Saved data entries
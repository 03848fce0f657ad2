// Copyright (c) 2025 Geoffrey Huntley <ghuntley@ghuntley.com>. All rights reserved.
// SPDX-License-Identifier: Proprietary

use lumen_tui_core::TextDirection;
use ratatui::{
	buffer::Buffer,
	layout::{Position, Rect},
	style::{Modifier, Style},
	text::Span,
	widgets::StatefulWidget,
};
use unicode_width::UnicodeWidthStr;

use crate::options::LocaleOption;

/// Keyboard focus plus the cells each button occupied in the last render.
#[derive(Debug, Default, Clone, PartialEq, Eq)]
pub struct LocaleButtonsState {
	focused: usize,
	hit_areas: Vec<Rect>,
}

impl LocaleButtonsState {
	pub fn focused(&self) -> usize {
		self.focused
	}

	pub fn set_focused(&mut self, index: usize) {
		self.focused = index;
	}

	pub fn focus_next(&mut self, total: usize) {
		if total > 0 {
			self.focused = (self.focused + 1).min(total - 1);
		}
	}

	pub fn focus_prev(&mut self) {
		self.focused = self.focused.saturating_sub(1);
	}

	pub fn clamp_to_total(&mut self, total: usize) {
		self.focused = self.focused.min(total.saturating_sub(1));
	}

	/// Index of the button drawn at (`column`, `row`), if any.
	pub fn hit_test(&self, column: u16, row: u16) -> Option<usize> {
		let position = Position::new(column, row);
		self.hit_areas.iter().position(|area| area.contains(position))
	}
}

/// One `[Label]` per option. The active locale is bold and reversed, the
/// keyboard-focused button is underlined while the row has focus.
///
/// RTL locales lay the buttons out right to left from the right edge.
/// Buttons that do not fit are not drawn and cannot be hit.
#[derive(Debug, Clone)]
pub struct LocaleButtons<'a> {
	options: &'a [LocaleOption],
	style: Style,
	focused: bool,
	direction: TextDirection,
}

impl<'a> LocaleButtons<'a> {
	pub fn new(options: &'a [LocaleOption]) -> Self {
		Self {
			options,
			style: Style::default(),
			focused: false,
			direction: TextDirection::default(),
		}
	}

	pub fn style(mut self, style: Style) -> Self {
		self.style = style;
		self
	}

	pub fn focused(mut self, focused: bool) -> Self {
		self.focused = focused;
		self
	}

	pub fn direction(mut self, direction: TextDirection) -> Self {
		self.direction = direction;
		self
	}

	/// Total width of all buttons with single-space gaps.
	pub fn width(&self) -> u16 {
		let buttons: usize = self.options.iter().map(|o| button_width(o.label)).sum();
		(buttons + self.options.len().saturating_sub(1)) as u16
	}
}

fn button_width(label: &str) -> usize {
	UnicodeWidthStr::width(label) + 2
}

impl StatefulWidget for LocaleButtons<'_> {
	type State = LocaleButtonsState;

	fn render(self, area: Rect, buf: &mut Buffer, state: &mut Self::State) {
		state.hit_areas = vec![Rect::default(); self.options.len()];
		if area.height == 0 || area.width == 0 || self.options.is_empty() {
			return;
		}

		state.clamp_to_total(self.options.len());

		let is_rtl = self.direction.is_rtl();
		let total_width = self.width().min(area.width);
		let mut x = area.x + self.direction.align_start(area.width, total_width);

		let mut order: Vec<usize> = (0..self.options.len()).collect();
		if is_rtl {
			order.reverse();
		}

		for idx in order {
			let option = &self.options[idx];
			let width = button_width(option.label) as u16;
			if x + width > area.right() {
				break;
			}

			let mut style = self.style;
			if option.selected {
				style = style.add_modifier(Modifier::BOLD | Modifier::REVERSED);
			}
			if self.focused && idx == state.focused {
				style = style.add_modifier(Modifier::UNDERLINED);
			}

			let text = format!("[{}]", option.label);
			buf.set_span(x, area.y, &Span::styled(text, style), width);
			state.hit_areas[idx] = Rect::new(x, area.y, width, 1);

			x += width + 1;
		}
	}
}
// Copyright (c) 2025 Geoffrey Huntley <ghuntley@ghuntley.com>. All rights reserved.
// SPDX-License-Identifier: Proprietary

use std::io;
use std::time::Duration;

use anyhow::Result;
use async_trait::async_trait;
use crossterm::event::{DisableMouseCapture, EnableMouseCapture, EventStream};
use crossterm::ExecutableCommand;
use futures::StreamExt;
use lumen_tui_core::{Event, EventSource};
use ratatui::DefaultTerminal;
use tokio::time::{interval, Interval, MissedTickBehavior};
use tracing::{debug, warn};

use crate::app::App;

/// Terminal input merged with a periodic tick.
pub struct TerminalEvents {
	stream: EventStream,
	tick: Interval,
}

impl TerminalEvents {
	pub fn new(tick_rate: Duration) -> Self {
		let mut tick = interval(tick_rate);
		tick.set_missed_tick_behavior(MissedTickBehavior::Skip);
		Self {
			stream: EventStream::new(),
			tick,
		}
	}
}

#[async_trait]
impl EventSource for TerminalEvents {
	async fn next(&mut self) -> Option<Event> {
		tokio::select! {
			event = self.stream.next() => match event {
				Some(Ok(event)) => Some(event.into()),
				Some(Err(e)) => {
					warn!(error = %e, "terminal event stream failed");
					None
				}
				None => None,
			},
			_ = self.tick.tick() => Some(Event::Tick),
		}
	}
}

/// Runs its closure once on drop, so every way out of a scope runs it.
struct RestoreGuard<F: FnOnce()>(Option<F>);

impl<F: FnOnce()> RestoreGuard<F> {
	fn new(restore: F) -> Self {
		Self(Some(restore))
	}
}

impl<F: FnOnce()> Drop for RestoreGuard<F> {
	fn drop(&mut self) {
		if let Some(restore) = self.0.take() {
			restore();
		}
	}
}

fn restore_terminal() {
	if let Err(e) = io::stdout().execute(DisableMouseCapture) {
		warn!(error = %e, "failed to disable mouse capture");
	}
	ratatui::restore();
}

/// Take over the terminal and run `app` until it quits or input ends. The
/// terminal is restored on every exit, including a failed setup step.
pub async fn run<E: EventSource + Send>(app: &mut App, events: &mut E) -> Result<()> {
	let mut terminal = ratatui::init();
	let _restore = RestoreGuard::new(restore_terminal);

	io::stdout().execute(EnableMouseCapture)?;
	event_loop(&mut terminal, app, events).await
}

async fn event_loop<E: EventSource + Send>(
	terminal: &mut DefaultTerminal,
	app: &mut App,
	events: &mut E,
) -> Result<()> {
	terminal.draw(|frame| app.render(frame))?;

	while let Some(event) = events.next().await {
		let redraw = app.handle_event(&event);
		if app.should_quit() {
			debug!("quit requested");
			break;
		}
		if redraw {
			terminal.draw(|frame| app.render(frame))?;
		}
	}

	Ok(())
}

#[cfg(test)]
mod tests {
	use std::sync::atomic::{AtomicUsize, Ordering};

	use super::*;

	fn guarded_setup(restores: &AtomicUsize, fail: bool) -> Result<()> {
		let _restore = RestoreGuard::new(|| {
			restores.fetch_add(1, Ordering::SeqCst);
		});
		if fail {
			anyhow::bail!("mouse capture unsupported");
		}
		Ok(())
	}

	#[test]
	fn test_restore_runs_when_setup_fails() {
		let restores = AtomicUsize::new(0);
		assert!(guarded_setup(&restores, true).is_err());
		assert_eq!(restores.load(Ordering::SeqCst), 1);
	}

	#[test]
	fn test_restore_runs_once_on_clean_exit() {
		let restores = AtomicUsize::new(0);
		guarded_setup(&restores, false).unwrap();
		assert_eq!(restores.load(Ordering::SeqCst), 1);
	}
}
// Copyright (c) 2025 Geoffrey Huntley <ghuntley@ghuntley.com>. All rights reserved.
// SPDX-License-Identifier: Proprietary

use std::path::PathBuf;

use thiserror::Error;

#[derive(Debug, Clone, PartialEq, Eq, Error)]
pub enum StateError {
	#[error("unsupported locale '{requested}' (available: {})", available.join(", "))]
	UnsupportedLocale {
		requested: String,
		available: Vec<String>,
	},
}

/// Failure reading or writing the preference file. Never fatal: the
/// in-memory locale stays authoritative.
#[derive(Debug, Error)]
pub enum PersistError {
	#[error("I/O error on {path}: {source}")]
	Io {
		path: PathBuf,
		#[source]
		source: std::io::Error,
	},

	#[error("invalid preference file {path}: {source}")]
	Json {
		path: PathBuf,
		#[source]
		source: serde_json::Error,
	},

	#[error("preference file {0} is not a JSON object")]
	NotAnObject(PathBuf),
}

impl PersistError {
	pub fn io(path: impl Into<PathBuf>, source: std::io::Error) -> Self {
		Self::Io {
			path: path.into(),
			source,
		}
	}

	pub fn json(path: impl Into<PathBuf>, source: serde_json::Error) -> Self {
		Self::Json {
			path: path.into(),
			source,
		}
	}
}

• [What you should do]: Repeat every line exactly, starting with the first line of the entries, and stop once the line containing "the last render." has been given.

• [Solution to the problem]:
repository 03848fce0f657ad2
// Copyright (c) 2025 Geoffrey Huntley <ghuntley@ghuntley.com>. All rights reserved.
// SPDX-License-Identifier: Proprietary

use lumen_tui_core::TextDirection;
use ratatui::{
	buffer::Buffer,
	layout::{Position, Rect},
	style::{Modifier, Style},
	text::Span,
	widgets::StatefulWidget,
};
use unicode_width::UnicodeWidthStr;

use crate::options::LocaleOption;

/// Keyboard focus plus the cells each button occupied in the last render.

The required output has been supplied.